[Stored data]
■ ■ ■ ■
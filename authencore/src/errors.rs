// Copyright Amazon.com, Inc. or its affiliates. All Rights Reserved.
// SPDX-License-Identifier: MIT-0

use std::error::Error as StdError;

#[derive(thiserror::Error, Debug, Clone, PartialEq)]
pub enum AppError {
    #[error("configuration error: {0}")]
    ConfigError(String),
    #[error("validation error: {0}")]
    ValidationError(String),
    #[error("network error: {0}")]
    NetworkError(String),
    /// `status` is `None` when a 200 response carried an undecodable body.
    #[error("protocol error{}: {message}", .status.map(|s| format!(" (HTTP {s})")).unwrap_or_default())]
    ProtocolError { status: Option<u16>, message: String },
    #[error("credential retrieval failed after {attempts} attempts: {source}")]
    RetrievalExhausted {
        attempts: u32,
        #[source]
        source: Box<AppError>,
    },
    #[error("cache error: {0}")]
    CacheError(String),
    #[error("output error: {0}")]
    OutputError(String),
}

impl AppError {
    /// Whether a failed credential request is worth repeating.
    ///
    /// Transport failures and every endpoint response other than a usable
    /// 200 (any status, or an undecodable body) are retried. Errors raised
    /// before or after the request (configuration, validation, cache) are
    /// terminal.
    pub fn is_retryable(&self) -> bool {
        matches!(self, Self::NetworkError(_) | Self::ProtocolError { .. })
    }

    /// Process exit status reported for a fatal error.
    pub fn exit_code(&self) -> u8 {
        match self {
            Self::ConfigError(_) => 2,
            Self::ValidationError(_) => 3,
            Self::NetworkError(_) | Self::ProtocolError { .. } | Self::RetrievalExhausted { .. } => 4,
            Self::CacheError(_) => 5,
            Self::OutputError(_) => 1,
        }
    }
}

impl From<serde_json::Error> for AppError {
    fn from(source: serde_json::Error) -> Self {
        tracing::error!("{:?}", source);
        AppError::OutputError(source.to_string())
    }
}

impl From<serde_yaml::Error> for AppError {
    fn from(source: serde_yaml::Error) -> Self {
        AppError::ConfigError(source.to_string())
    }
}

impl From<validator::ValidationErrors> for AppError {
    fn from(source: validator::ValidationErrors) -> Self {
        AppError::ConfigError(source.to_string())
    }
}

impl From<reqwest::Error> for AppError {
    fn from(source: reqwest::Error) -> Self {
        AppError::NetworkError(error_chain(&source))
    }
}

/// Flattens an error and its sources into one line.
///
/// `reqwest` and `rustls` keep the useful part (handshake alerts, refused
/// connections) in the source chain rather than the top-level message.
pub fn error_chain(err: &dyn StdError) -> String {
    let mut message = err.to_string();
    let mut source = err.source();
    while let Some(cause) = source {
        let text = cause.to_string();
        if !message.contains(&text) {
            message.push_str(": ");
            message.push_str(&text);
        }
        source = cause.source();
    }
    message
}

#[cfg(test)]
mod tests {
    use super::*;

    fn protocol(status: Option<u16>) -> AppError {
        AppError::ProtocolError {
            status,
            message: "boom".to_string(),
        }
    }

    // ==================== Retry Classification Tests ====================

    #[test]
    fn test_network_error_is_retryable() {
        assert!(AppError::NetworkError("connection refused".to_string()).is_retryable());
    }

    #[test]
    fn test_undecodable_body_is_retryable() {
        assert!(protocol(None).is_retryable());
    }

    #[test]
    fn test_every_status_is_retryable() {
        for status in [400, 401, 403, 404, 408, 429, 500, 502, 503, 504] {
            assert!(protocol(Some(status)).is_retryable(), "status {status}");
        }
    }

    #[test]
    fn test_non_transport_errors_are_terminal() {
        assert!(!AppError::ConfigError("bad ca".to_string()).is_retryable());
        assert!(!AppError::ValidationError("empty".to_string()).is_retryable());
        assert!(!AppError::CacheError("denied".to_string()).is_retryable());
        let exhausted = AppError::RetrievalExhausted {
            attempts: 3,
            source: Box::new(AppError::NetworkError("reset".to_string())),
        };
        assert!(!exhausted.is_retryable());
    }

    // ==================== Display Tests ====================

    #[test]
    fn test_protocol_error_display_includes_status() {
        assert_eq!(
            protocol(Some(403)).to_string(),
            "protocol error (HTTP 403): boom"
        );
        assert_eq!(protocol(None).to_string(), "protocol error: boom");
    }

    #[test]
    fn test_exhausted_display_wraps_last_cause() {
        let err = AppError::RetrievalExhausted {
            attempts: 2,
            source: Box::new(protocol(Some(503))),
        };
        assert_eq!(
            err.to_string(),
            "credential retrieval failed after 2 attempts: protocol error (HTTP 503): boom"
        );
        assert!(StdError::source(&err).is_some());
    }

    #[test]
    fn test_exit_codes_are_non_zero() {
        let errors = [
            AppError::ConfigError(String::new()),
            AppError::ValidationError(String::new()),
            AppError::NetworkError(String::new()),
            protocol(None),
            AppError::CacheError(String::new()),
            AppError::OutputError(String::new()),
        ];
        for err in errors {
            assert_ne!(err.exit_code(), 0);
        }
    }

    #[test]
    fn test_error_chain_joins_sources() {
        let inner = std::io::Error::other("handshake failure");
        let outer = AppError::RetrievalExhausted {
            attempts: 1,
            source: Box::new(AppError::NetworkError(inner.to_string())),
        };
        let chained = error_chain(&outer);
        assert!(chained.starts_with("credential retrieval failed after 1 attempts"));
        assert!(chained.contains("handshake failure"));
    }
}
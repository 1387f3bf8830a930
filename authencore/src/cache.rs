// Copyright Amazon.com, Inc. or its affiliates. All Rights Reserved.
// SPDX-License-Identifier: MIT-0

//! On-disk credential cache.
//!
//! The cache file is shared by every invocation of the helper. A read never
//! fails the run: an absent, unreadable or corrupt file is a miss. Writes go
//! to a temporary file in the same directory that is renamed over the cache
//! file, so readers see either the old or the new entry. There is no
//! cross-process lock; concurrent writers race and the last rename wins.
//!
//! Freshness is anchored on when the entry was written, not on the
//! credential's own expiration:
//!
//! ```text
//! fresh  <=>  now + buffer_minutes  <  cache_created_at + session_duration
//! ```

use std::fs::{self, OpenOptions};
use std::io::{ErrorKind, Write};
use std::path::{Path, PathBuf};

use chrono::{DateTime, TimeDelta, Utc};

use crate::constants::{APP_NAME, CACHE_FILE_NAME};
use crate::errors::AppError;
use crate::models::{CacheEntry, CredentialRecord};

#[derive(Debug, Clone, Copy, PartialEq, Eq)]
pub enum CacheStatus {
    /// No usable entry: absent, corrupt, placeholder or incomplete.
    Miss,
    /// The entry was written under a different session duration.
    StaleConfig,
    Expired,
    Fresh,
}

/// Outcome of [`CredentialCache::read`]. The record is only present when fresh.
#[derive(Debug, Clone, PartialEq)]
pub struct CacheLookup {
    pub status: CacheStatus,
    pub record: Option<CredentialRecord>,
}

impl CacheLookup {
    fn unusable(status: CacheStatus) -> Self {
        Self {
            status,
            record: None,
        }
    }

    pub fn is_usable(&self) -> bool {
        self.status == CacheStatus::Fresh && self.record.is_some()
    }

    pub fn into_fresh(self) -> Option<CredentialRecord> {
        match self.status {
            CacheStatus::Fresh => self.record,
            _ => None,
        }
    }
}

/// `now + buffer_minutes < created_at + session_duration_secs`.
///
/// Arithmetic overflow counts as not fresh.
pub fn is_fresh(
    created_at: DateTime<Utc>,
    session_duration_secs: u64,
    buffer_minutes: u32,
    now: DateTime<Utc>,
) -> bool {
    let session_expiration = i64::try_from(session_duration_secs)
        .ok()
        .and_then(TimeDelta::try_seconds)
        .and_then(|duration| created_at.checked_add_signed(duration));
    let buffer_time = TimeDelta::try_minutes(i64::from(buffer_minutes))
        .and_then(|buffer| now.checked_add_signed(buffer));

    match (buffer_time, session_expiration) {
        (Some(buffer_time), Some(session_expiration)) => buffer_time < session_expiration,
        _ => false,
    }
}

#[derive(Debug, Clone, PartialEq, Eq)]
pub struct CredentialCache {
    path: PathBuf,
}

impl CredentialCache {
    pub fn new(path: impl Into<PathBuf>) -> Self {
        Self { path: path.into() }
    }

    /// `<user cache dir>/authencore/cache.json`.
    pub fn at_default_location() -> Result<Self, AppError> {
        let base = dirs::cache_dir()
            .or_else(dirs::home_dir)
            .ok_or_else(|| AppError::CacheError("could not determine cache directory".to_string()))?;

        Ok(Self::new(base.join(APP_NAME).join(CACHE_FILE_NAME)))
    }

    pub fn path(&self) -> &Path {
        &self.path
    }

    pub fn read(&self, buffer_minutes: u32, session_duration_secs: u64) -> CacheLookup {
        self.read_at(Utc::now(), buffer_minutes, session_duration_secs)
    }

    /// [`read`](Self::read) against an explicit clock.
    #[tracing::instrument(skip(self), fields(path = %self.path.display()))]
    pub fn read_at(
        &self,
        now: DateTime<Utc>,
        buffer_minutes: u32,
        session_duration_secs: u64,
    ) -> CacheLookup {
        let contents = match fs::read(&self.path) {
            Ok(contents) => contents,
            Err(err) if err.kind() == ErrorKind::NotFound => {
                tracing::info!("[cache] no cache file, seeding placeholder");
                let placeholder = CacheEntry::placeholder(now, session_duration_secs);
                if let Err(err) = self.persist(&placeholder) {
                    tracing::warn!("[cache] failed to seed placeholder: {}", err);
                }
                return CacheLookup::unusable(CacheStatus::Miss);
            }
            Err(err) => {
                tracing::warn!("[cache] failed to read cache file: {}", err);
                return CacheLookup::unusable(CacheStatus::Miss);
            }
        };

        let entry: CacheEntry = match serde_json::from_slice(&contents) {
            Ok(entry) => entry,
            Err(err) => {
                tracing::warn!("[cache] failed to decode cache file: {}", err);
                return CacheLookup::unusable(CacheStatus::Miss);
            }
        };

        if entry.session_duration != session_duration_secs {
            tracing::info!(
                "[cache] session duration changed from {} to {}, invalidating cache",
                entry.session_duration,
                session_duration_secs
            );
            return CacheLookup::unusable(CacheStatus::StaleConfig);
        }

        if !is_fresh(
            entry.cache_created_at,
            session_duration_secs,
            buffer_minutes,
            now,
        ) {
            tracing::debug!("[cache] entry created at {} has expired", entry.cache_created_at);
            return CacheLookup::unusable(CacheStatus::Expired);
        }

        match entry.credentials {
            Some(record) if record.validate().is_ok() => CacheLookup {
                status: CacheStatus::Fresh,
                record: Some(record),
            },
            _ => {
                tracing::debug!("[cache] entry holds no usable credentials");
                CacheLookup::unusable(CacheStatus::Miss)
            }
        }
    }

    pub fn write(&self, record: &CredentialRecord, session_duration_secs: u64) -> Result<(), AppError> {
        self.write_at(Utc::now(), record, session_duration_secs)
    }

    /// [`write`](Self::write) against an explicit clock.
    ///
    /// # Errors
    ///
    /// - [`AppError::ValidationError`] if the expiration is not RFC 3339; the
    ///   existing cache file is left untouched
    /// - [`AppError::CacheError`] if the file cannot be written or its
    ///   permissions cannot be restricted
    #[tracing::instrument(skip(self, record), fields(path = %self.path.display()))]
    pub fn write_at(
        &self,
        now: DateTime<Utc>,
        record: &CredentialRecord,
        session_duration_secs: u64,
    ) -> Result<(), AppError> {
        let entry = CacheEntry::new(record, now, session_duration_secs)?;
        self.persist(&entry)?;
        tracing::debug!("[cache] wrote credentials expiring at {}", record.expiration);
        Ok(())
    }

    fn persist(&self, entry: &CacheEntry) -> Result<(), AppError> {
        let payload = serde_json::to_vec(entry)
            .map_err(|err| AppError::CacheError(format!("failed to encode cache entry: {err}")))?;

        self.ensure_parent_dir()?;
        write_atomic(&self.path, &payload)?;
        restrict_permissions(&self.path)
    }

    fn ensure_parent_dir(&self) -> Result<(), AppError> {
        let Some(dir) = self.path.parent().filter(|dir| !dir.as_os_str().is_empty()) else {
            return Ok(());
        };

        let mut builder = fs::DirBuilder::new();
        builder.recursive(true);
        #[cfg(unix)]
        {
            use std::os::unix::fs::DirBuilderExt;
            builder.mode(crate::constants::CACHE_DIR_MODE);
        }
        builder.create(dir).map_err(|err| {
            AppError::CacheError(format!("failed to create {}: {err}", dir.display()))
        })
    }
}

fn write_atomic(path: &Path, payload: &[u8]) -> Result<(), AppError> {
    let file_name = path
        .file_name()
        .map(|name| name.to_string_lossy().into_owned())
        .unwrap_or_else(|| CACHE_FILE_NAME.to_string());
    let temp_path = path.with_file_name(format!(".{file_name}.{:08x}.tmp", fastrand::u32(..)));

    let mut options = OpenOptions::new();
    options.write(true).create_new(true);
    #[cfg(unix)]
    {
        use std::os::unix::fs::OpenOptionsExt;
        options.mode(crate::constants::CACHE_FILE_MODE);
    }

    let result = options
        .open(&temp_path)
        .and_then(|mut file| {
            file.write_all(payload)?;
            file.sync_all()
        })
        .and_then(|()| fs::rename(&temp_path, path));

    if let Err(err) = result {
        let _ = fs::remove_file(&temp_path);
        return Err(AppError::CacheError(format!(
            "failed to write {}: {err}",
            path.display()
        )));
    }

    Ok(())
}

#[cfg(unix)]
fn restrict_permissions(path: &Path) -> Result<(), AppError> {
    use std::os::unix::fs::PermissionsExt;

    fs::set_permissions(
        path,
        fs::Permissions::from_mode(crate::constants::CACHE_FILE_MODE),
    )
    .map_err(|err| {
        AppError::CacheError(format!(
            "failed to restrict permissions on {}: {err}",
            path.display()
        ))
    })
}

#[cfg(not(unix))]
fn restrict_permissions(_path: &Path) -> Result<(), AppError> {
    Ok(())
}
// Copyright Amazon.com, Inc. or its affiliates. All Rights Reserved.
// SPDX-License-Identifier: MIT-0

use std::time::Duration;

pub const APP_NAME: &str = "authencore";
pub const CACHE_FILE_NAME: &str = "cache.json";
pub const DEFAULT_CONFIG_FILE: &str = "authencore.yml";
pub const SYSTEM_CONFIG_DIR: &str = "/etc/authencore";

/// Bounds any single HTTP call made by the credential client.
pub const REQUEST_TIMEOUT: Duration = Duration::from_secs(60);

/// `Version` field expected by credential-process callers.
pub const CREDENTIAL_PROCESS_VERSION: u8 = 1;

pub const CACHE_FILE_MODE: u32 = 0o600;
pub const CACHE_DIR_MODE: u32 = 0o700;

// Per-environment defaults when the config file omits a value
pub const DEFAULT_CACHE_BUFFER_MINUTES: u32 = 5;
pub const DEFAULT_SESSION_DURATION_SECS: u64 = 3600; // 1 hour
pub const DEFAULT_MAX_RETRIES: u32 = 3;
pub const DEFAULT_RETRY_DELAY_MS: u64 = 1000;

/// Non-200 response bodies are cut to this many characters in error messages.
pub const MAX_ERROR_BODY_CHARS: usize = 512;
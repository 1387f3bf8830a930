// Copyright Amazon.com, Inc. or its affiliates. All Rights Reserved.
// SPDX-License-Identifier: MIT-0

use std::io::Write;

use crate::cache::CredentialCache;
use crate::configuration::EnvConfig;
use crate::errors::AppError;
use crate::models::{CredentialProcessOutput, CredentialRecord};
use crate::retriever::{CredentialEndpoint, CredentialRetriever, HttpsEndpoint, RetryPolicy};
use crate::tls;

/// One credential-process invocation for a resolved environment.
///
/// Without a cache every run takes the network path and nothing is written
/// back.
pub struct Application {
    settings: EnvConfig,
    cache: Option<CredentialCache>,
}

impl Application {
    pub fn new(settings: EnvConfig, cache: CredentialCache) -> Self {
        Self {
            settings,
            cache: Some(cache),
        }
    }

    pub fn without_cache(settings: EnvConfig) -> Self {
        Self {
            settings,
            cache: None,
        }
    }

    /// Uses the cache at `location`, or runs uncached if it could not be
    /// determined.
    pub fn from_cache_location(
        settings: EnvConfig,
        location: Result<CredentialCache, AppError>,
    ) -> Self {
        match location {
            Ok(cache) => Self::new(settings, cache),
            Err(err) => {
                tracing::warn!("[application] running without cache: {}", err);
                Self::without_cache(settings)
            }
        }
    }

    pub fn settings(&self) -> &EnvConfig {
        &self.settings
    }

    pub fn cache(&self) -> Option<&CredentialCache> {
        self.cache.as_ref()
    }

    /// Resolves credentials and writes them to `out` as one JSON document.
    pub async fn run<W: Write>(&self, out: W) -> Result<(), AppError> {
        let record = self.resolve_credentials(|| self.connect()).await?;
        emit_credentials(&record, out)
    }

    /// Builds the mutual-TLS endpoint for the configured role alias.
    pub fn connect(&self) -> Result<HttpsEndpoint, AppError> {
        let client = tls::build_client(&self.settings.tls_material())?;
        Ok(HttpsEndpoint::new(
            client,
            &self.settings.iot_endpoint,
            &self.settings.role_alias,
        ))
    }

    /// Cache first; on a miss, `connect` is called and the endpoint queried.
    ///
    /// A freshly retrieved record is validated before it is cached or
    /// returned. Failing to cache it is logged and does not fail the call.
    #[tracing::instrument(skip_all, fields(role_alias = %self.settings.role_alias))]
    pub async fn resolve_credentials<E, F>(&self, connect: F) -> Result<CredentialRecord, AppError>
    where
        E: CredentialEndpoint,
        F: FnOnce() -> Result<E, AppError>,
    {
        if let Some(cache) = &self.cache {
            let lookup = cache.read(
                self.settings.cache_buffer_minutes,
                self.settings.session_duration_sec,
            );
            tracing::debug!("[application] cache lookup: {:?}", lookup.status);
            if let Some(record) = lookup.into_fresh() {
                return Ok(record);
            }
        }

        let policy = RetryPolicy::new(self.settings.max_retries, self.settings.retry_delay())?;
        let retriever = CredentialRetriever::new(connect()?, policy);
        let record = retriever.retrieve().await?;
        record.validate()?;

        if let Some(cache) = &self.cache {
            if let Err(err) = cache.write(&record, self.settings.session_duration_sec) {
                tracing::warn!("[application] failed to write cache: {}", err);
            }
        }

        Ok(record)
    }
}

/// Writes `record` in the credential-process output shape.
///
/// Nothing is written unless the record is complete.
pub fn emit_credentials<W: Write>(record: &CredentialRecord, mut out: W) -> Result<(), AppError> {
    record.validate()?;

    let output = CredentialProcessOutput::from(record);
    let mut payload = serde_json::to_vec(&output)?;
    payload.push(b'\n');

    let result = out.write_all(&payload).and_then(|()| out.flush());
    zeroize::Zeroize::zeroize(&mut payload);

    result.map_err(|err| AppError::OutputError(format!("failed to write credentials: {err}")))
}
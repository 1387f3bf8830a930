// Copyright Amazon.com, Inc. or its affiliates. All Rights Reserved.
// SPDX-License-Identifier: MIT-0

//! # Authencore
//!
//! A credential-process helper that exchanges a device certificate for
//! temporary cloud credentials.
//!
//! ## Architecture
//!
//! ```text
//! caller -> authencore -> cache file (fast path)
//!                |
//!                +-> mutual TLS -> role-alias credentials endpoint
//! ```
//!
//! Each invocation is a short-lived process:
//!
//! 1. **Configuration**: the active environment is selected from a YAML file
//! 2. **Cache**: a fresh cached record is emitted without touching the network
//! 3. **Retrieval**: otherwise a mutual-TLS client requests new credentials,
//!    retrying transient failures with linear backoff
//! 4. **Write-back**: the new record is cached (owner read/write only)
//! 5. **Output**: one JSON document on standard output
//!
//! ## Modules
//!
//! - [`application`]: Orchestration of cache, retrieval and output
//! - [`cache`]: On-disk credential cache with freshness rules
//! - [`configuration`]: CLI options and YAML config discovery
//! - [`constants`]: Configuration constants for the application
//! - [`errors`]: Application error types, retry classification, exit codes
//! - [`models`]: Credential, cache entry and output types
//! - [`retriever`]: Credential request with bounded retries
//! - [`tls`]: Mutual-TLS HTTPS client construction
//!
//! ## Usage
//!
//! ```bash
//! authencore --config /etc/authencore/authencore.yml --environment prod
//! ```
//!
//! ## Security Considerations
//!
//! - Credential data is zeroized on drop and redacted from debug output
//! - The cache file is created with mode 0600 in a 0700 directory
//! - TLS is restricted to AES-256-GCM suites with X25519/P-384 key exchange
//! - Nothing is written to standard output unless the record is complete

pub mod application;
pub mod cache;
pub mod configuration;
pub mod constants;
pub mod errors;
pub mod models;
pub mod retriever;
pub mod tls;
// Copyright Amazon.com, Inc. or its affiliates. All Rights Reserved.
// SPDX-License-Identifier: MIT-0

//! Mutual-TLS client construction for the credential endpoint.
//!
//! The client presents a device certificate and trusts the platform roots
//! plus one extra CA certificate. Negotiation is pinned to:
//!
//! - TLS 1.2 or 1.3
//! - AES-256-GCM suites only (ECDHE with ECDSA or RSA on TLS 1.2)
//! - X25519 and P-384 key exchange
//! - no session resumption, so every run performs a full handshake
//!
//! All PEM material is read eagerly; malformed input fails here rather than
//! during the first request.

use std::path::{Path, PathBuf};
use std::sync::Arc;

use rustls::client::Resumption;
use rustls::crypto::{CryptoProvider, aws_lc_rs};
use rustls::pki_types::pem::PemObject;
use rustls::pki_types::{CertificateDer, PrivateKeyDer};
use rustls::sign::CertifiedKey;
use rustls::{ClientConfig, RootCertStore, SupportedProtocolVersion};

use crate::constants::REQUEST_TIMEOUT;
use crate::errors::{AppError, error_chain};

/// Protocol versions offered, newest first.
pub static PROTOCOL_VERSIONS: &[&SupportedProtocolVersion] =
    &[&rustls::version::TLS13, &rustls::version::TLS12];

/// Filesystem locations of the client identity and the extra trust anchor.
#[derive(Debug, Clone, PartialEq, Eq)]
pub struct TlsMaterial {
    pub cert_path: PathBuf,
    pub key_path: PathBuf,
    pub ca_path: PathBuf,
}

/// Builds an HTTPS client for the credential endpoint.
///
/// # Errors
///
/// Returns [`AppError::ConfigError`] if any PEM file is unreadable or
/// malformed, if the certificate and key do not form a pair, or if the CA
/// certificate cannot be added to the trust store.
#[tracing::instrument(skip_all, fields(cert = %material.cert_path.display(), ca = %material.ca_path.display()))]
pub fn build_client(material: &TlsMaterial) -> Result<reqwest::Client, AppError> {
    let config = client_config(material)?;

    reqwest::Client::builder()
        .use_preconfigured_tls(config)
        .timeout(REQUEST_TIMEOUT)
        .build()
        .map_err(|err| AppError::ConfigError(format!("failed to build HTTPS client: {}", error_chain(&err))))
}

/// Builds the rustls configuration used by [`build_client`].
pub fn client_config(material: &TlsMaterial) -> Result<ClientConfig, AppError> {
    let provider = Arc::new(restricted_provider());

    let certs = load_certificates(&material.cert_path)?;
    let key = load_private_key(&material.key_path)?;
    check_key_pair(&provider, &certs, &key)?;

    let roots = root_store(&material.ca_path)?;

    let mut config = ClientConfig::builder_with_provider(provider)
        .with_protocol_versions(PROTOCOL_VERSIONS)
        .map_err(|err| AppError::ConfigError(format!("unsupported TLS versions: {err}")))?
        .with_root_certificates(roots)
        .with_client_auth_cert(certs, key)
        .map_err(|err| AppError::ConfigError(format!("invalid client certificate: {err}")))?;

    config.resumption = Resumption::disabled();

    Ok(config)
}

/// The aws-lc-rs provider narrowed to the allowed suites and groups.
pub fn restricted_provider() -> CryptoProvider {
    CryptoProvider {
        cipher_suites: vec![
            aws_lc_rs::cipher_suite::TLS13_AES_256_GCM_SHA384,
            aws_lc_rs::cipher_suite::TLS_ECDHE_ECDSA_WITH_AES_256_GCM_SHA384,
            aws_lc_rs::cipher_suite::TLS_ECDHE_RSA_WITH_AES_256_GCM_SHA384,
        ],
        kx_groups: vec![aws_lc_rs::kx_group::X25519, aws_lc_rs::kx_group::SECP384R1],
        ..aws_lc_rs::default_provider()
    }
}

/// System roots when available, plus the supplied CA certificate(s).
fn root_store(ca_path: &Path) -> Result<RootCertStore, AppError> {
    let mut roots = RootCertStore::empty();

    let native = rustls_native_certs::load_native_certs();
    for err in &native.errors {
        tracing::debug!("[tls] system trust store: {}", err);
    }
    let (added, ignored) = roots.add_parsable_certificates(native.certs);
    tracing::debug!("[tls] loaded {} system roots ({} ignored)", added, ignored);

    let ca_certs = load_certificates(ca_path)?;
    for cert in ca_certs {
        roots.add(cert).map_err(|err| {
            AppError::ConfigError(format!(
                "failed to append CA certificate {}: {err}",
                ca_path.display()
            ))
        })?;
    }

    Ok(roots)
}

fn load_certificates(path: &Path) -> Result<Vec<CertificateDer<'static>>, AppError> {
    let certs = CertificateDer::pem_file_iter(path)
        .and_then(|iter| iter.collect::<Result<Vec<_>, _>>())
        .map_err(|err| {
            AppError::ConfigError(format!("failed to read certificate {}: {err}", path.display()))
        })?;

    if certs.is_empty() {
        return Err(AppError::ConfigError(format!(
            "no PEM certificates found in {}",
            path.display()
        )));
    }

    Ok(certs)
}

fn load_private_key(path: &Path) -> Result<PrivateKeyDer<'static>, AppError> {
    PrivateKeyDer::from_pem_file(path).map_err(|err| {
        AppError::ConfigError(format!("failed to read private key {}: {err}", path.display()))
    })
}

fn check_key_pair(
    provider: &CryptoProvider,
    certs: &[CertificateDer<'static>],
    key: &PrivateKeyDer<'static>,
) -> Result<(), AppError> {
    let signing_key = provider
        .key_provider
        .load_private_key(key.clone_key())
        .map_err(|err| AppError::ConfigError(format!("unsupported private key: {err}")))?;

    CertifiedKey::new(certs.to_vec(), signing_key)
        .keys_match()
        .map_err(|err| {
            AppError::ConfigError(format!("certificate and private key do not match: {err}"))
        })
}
■ ■ ■ ■
- Instructions for the task -
In the entries above, one line contains "the platform roots" and another contains "and P-384 key exchange". Reproduce exactly those two lines and the lines between them, nothing else.

- Solution for this task -
//! The client presents a device certificate and trusts the platform roots
//! plus one extra CA certificate. Negotiation is pinned to:
//!
//! - TLS 1.2 or 1.3
//! - AES-256-GCM suites only (ECDHE with ECDSA or RSA on TLS 1.2)
//! - X25519 and P-384 key exchange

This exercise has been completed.